Entrepreneurs Who Saves Lives

By Peerzada Abrar & Harsimran Julka

A  baby’s first cry is critical for survival. Every minute about 15 babies  are dying in India due to asphyxiation as they are failing to take the  first gasp, in maternity homes which can’t afford costly imported infant warmers priced at  Rs 8 lakh a piece. Many midwives in India thus keep  new born babies under table lamps to provide the critical heat, needed for the first breath.

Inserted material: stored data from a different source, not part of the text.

use serde_json::Value;
use std::collections::{HashSet, VecDeque};

use super::{as_number, field, first_field};
use crate::engine::{dedupe_lines, LanguageParam, TranscriptLine};
use crate::utils::{collapse_whitespace, decode_param};

/// Literal that precedes the transcript request param in watch page markup
const PARAM_MARKER: &str = r#""getTranscriptEndpoint":{"params":""#;

/// Everything the engine uses from one structured transcript response
#[derive(Debug, Clone, Default, PartialEq)]
pub struct ParsedTranscript {
    /// Deduplicated lines in segment order
    pub lines: Vec<TranscriptLine>,

    /// Param of the currently selected transcript, if the response names one
    pub default_param: Option<String>,

    /// Alternate-language transcript params from the language menu
    pub language_params: Vec<LanguageParam>,
}

/// Walk every object and array reachable from `root` breadth-first.
///
/// Nodes are marked visited by identity, so each one is handed to `visit` once.
/// Stops early when `visit` returns `Some`.
fn walk_breadth_first<'a, T>(root: &'a Value, mut visit: impl FnMut(&'a Value) -> Option<T>) -> Option<T> {
    let mut queue = VecDeque::from([root]);
    let mut seen: HashSet<*const Value> = HashSet::new();

    while let Some(current) = queue.pop_front() {
        if !seen.insert(current as *const Value) {
            continue;
        }

        if let Some(found) = visit(current) {
            return Some(found);
        }

        let children: Box<dyn Iterator<Item = &'a Value>> = match current {
            Value::Object(map) => Box::new(map.values()),
            Value::Array(items) => Box::new(items.iter()),
            _ => continue,
        };
        queue.extend(children.filter(|child| child.is_object() || child.is_array()));
    }

    None
}

/// Containers anywhere in `data` that expose a transcript segment list
fn collect_transcript_panels(data: &Value) -> Vec<&Value> {
    let mut panels: Vec<&Value> = Vec::new();
    walk_breadth_first::<()>(data, |current| {
        if !current.is_object() {
            return None;
        }
        let panel = field(current, &["transcriptSearchPanelRenderer"])
            .filter(|panel| field(panel, &["body"]).is_some())
            .or_else(|| {
                field(current, &["transcriptRenderer"]).filter(|panel| field(panel, &["body"]).is_some())
            })
            .or_else(|| field(current, &["body", "transcriptSegmentListRenderer"]).map(|_| current));

        // A panel is reachable both through its wrapper and on its own
        if let Some(panel) = panel {
            if !panels.iter().any(|known| std::ptr::eq(*known, panel)) {
                panels.push(panel);
            }
        }
        None
    });
    panels
}

/// Parse a structured transcript endpoint response of unknown shape
pub fn parse_transcript_response(data: &Value) -> ParsedTranscript {
    let mut result = ParsedTranscript::default();

    for panel in collect_transcript_panels(data) {
        let renderer = first_field(panel, &[&["transcriptSearchPanelRenderer"], &["transcriptRenderer"]])
            .unwrap_or(panel);
        if !renderer.is_object() {
            continue;
        }

        if result.default_param.is_none() {
            result.default_param = field(
                renderer,
                &["header", "transcriptSearchBoxRenderer", "onTextChangeCommand", "getTranscriptEndpoint", "params"],
            )
            .and_then(Value::as_str)
            .map(decode_param);
        }

        result.lines.extend(panel_lines(renderer));

        for item in language_menu_items(renderer) {
            if item.selected {
                result.default_param = Some(item.params.clone());
            }
            result.language_params.push(item);
        }
    }

    result.lines = dedupe_lines(result.lines);
    result
}

fn panel_lines(renderer: &Value) -> Vec<TranscriptLine> {
    let body = first_field(
        renderer,
        &[
            &["body", "transcriptSegmentListRenderer"],
            &["transcriptSegmentListRenderer"],
            &["segmentListRenderer"],
        ],
    )
    .unwrap_or(renderer);

    let Some(segments) = first_field(body, &[&["segments"], &["initialSegments"]]).and_then(Value::as_array) else {
        return Vec::new();
    };

    segments
        .iter()
        .filter_map(|item| {
            let segment = first_field(
                item,
                &[
                    &["transcriptSegmentRenderer"],
                    &["transcriptSearchPanelSegmentRenderer", "segment"],
                    &["segment"],
                ],
            )
            .unwrap_or(item);
            if !segment.is_object() {
                return None;
            }

            let start_ms = first_field(segment, &[&["startMs"], &["startTimeMs"], &["tStartMs"], &["startTime"]])
                .and_then(as_number)
                .unwrap_or(0.0);
            let runs = first_field(
                segment,
                &[&["snippet", "runs"], &["subtitleText", "runs"], &["bodyText", "runs"]],
            )?;
            TranscriptLine::from_millis(start_ms, &text_from_runs(runs))
        })
        .collect()
}

fn text_from_runs(runs: &Value) -> String {
    let joined: String = runs
        .as_array()
        .map(|runs| {
            runs.iter()
                .filter_map(|run| run.get("text").and_then(Value::as_str))
                .collect()
        })
        .unwrap_or_default();
    collapse_whitespace(&joined)
}

/// Plain text of a label that may be a string, `simpleText` or `runs`
fn label_text(value: &Value) -> Option<String> {
    let text = match value {
        Value::String(s) => s.clone(),
        other => field(other, &["simpleText"])
            .and_then(Value::as_str)
            .map(str::to_string)
            .or_else(|| field(other, &["runs"]).map(text_from_runs))?,
    };
    let text = collapse_whitespace(&text);
    (!text.is_empty()).then_some(text)
}

fn language_menu_items(renderer: &Value) -> Vec<LanguageParam> {
    let footer = first_field(renderer, &[&["footer", "transcriptFooterRenderer"], &["transcriptFooterRenderer"]]);
    let Some(items) = footer
        .and_then(|footer| field(footer, &["languageMenu", "sortFilterSubMenuRenderer", "subMenuItems"]))
        .and_then(Value::as_array)
    else {
        return Vec::new();
    };

    items
        .iter()
        .filter_map(|item| {
            let label = field(item, &["title"]).and_then(label_text)?;
            let continuation = field(item, &["continuation", "reloadContinuationData", "continuation"])
                .and_then(Value::as_str)
                .filter(|c| !c.is_empty())?;
            Some(LanguageParam {
                label,
                params: decode_param(continuation),
                selected: field(item, &["selected"]).and_then(Value::as_bool).unwrap_or(false),
            })
        })
        .collect()
}

/// Search initial-state objects for an embedded transcript request param
pub fn find_transcript_param(roots: &[Value]) -> Option<String> {
    roots.iter().find_map(|root| {
        walk_breadth_first(root, |current| {
            field(current, &["getTranscriptEndpoint", "params"])
                .and_then(Value::as_str)
                .filter(|params| !params.is_empty())
                .map(decode_param)
        })
    })
}

/// Pull the transcript request param out of raw page markup
pub fn extract_param_from_markup(html: &str) -> Option<String> {
    let start = html.find(PARAM_MARKER)? + PARAM_MARKER.len();
    let end = html[start..].find('"')?;
    let raw = &html[start..start + end];
    (!raw.is_empty()).then(|| decode_param(raw))
}
use regex::Regex;
use serde_json::Value;
use std::sync::OnceLock;

use super::as_number;
use crate::engine::TranscriptLine;
use crate::{Result, TranscriptError};

/// Anti-JSON-hijacking prefix some endpoints put in front of JSON bodies
const JSON_GUARD: &str = ")]}'";

/// Remove a leading JSON guard and surrounding whitespace
pub fn strip_guard(raw: &str) -> &str {
    raw.strip_prefix(JSON_GUARD).unwrap_or(raw).trim()
}

/// Parse a timed-caption response body.
///
/// An empty body, a JSON document without `events`, or XML without `<text>`
/// nodes yields an empty list. Malformed JSON and unrecognized formats are
/// `ParseError`s.
pub fn parse_caption_body(raw: &str) -> Result<Vec<TranscriptLine>> {
    let cleaned = strip_guard(raw);
    if cleaned.is_empty() {
        return Ok(Vec::new());
    }

    if cleaned.starts_with('{') || cleaned.starts_with('[') {
        let document: Value = serde_json::from_str(cleaned)
            .map_err(|e| TranscriptError::ParseError(format!("caption JSON: {}", e)))?;
        return Ok(lines_from_json(&document));
    }

    if cleaned.starts_with('<') {
        return Ok(lines_from_xml(cleaned));
    }

    Err(TranscriptError::ParseError("unknown caption format".to_string()).into())
}

/// `json3` events, read one at a time. Non-object events are skipped and
/// segments without string text contribute nothing.
fn lines_from_json(document: &Value) -> Vec<TranscriptLine> {
    let Some(events) = document.get("events").and_then(Value::as_array) else {
        return Vec::new();
    };

    events
        .iter()
        .filter(|event| event.is_object())
        .filter_map(|event| {
            let segs = event
                .get("segs")
                .and_then(Value::as_array)
                .filter(|segs| !segs.is_empty())?;
            let text: String = segs
                .iter()
                .filter_map(|seg| seg.get("utf8").and_then(Value::as_str))
                .collect();
            let start_ms = event.get("tStartMs").and_then(as_number).unwrap_or(0.0);
            TranscriptLine::from_millis(start_ms, &text)
        })
        .collect()
}

fn text_node_re() -> &'static Regex {
    static RE: OnceLock<Regex> = OnceLock::new();
    RE.get_or_init(|| {
        Regex::new(r"(?s)<text\b([^>]*?)(?:/>|>(.*?)</text>)").expect("valid text node regex")
    })
}

fn attribute_re() -> &'static Regex {
    static RE: OnceLock<Regex> = OnceLock::new();
    RE.get_or_init(|| {
        Regex::new(r#"(?:^|\s)([A-Za-z_:][-A-Za-z0-9_:.]*)\s*=\s*"([^"]*)""#).expect("valid attribute regex")
    })
}

fn inner_tag_re() -> &'static Regex {
    static RE: OnceLock<Regex> = OnceLock::new();
    RE.get_or_init(|| Regex::new(r"<[^>]*>").expect("valid tag regex"))
}

/// Legacy caption XML: one line per `<text>` node
fn lines_from_xml(xml: &str) -> Vec<TranscriptLine> {
    text_node_re()
        .captures_iter(xml)
        .filter_map(|caps| {
            let attributes = caps.get(1).map_or("", |m| m.as_str());
            let body = caps.get(2).map_or("", |m| m.as_str());

            let start_ms = xml_start_ms(attributes);
            let stripped = inner_tag_re().replace_all(body, " ");
            let text = html_escape::decode_html_entities(&stripped);
            TranscriptLine::from_millis(start_ms, &text)
        })
        .collect()
}

/// Start offset from an integer-millisecond `t`, else a fractional-second `start`
fn xml_start_ms(attributes: &str) -> f64 {
    let mut t = None;
    let mut start = None;
    for caps in attribute_re().captures_iter(attributes) {
        match &caps[1] {
            "t" => t = Some(caps[2].to_string()),
            "start" => start = Some(caps[2].to_string()),
            _ => {}
        }
    }

    if let Some(t) = t {
        return t.trim().parse::<f64>().ok().filter(|v| v.is_finite()).map_or(0.0, f64::round);
    }
    if let Some(start) = start {
        return start
            .trim()
            .parse::<f64>()
            .ok()
            .filter(|v| v.is_finite())
            .map_or(0.0, |secs| (secs * 1000.0).round());
    }
    0.0
}
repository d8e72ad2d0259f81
pub mod config;
pub mod database;
pub mod entities;
pub mod error;
pub mod external;
pub mod handlers;
pub mod middlewares;
pub mod models;
pub mod services;
pub mod swagger;
pub mod utils;

pub use config::Config;
pub use error::{AppError, AppResult};
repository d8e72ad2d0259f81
use crate::entities::user_entity as users;
use chrono::{DateTime, Utc};
use serde::{Deserialize, Serialize};
use utoipa::ToSchema;

#[derive(Debug, Serialize, Deserialize, ToSchema)]
pub struct GoogleLoginRequest {
    /// Google Identity Services 返回的 ID token
    pub token: String,
}

#[derive(Debug, Clone, Serialize, Deserialize, ToSchema)]
#[serde(rename_all = "camelCase")]
pub struct UserResponse {
    pub id: i64,
    pub email: String,
    pub name: String,
    pub avatar_url: Option<String>,
    pub created_at: Option<DateTime<Utc>>,
}

/// 开奖结果里展示的得奖者公开信息
#[derive(Debug, Clone, Serialize, Deserialize, ToSchema)]
#[serde(rename_all = "camelCase")]
pub struct WinnerProfile {
    pub id: i64,
    pub name: String,
    pub email: String,
    pub avatar_url: Option<String>,
}

impl From<users::Model> for UserResponse {
    fn from(user: users::Model) -> Self {
        Self {
            id: user.id,
            email: user.email,
            name: user.name,
            avatar_url: user.avatar_url,
            created_at: user.created_at,
        }
    }
}

impl From<users::Model> for WinnerProfile {
    fn from(user: users::Model) -> Self {
        Self {
            id: user.id,
            name: user.name,
            email: user.email,
            avatar_url: user.avatar_url,
        }
    }
}
use crate::config::GoogleConfig;
use crate::error::{AppError, AppResult};
use reqwest::Client;
use serde::Deserialize;

const TOKENINFO_URL: &str = "https://oauth2.googleapis.com/tokeninfo";

/// tokeninfo 端点返回的我们关心的字段
#[derive(Debug, Deserialize)]
pub struct GoogleTokenInfo {
    pub aud: String,
    pub sub: String,
    pub email: Option<String>,
    pub name: Option<String>,
    pub picture: Option<String>,
}

/// ID token 校验委托给 Google 的 tokeninfo 端点，
/// 本地只核对 audience 与必要字段
#[derive(Clone)]
pub struct GoogleAuthService {
    client: Client,
    config: GoogleConfig,
}

impl GoogleAuthService {
    pub fn new(config: GoogleConfig) -> Self {
        Self {
            client: Client::new(),
            config,
        }
    }

    pub async fn verify_id_token(&self, token: &str) -> AppResult<GoogleTokenInfo> {
        let response = self
            .client
            .get(TOKENINFO_URL)
            .query(&[("id_token", token)])
            .send()
            .await?;

        if !response.status().is_success() {
            let error_text = response
                .text()
                .await
                .unwrap_or_else(|_| "Unknown error".to_string());
            log::warn!("Google token verification rejected: {}", error_text);
            return Err(AppError::AuthError("Invalid token".to_string()));
        }

        let info: GoogleTokenInfo = response.json().await?;

        if info.aud != self.config.client_id {
            log::warn!("Google token audience mismatch: {}", info.aud);
            return Err(AppError::AuthError("Invalid token audience".to_string()));
        }

        if info.email.is_none() {
            return Err(AppError::AuthError("Invalid token payload".to_string()));
        }

        Ok(info)
    }
}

As  a student of IIT Chennai in 1988, Sashi Kumar, was given a task to  repair UK made baby warmers for a Chennai Trust hospital. Scores of new  borns were dying, as the UK company had no service support in India.  Kumar, not only fixed the warmers, but started making his own. He  supplied the first set to the Chennai hospital. That’s how Phoenix  Medical Systems was born.

Phoenix  shares its birth with about 700 medical equipment companies in India’s  $5.2 billion ( Rs 28,000 crore)  medical device industry, who have emerged as affordable  alternatives to equipments suppplied by global giants such as GE, Siemens or Philips. Kumar’s baby warmer costs about Rs 80,000 a piece, ten times less than an imported warmer.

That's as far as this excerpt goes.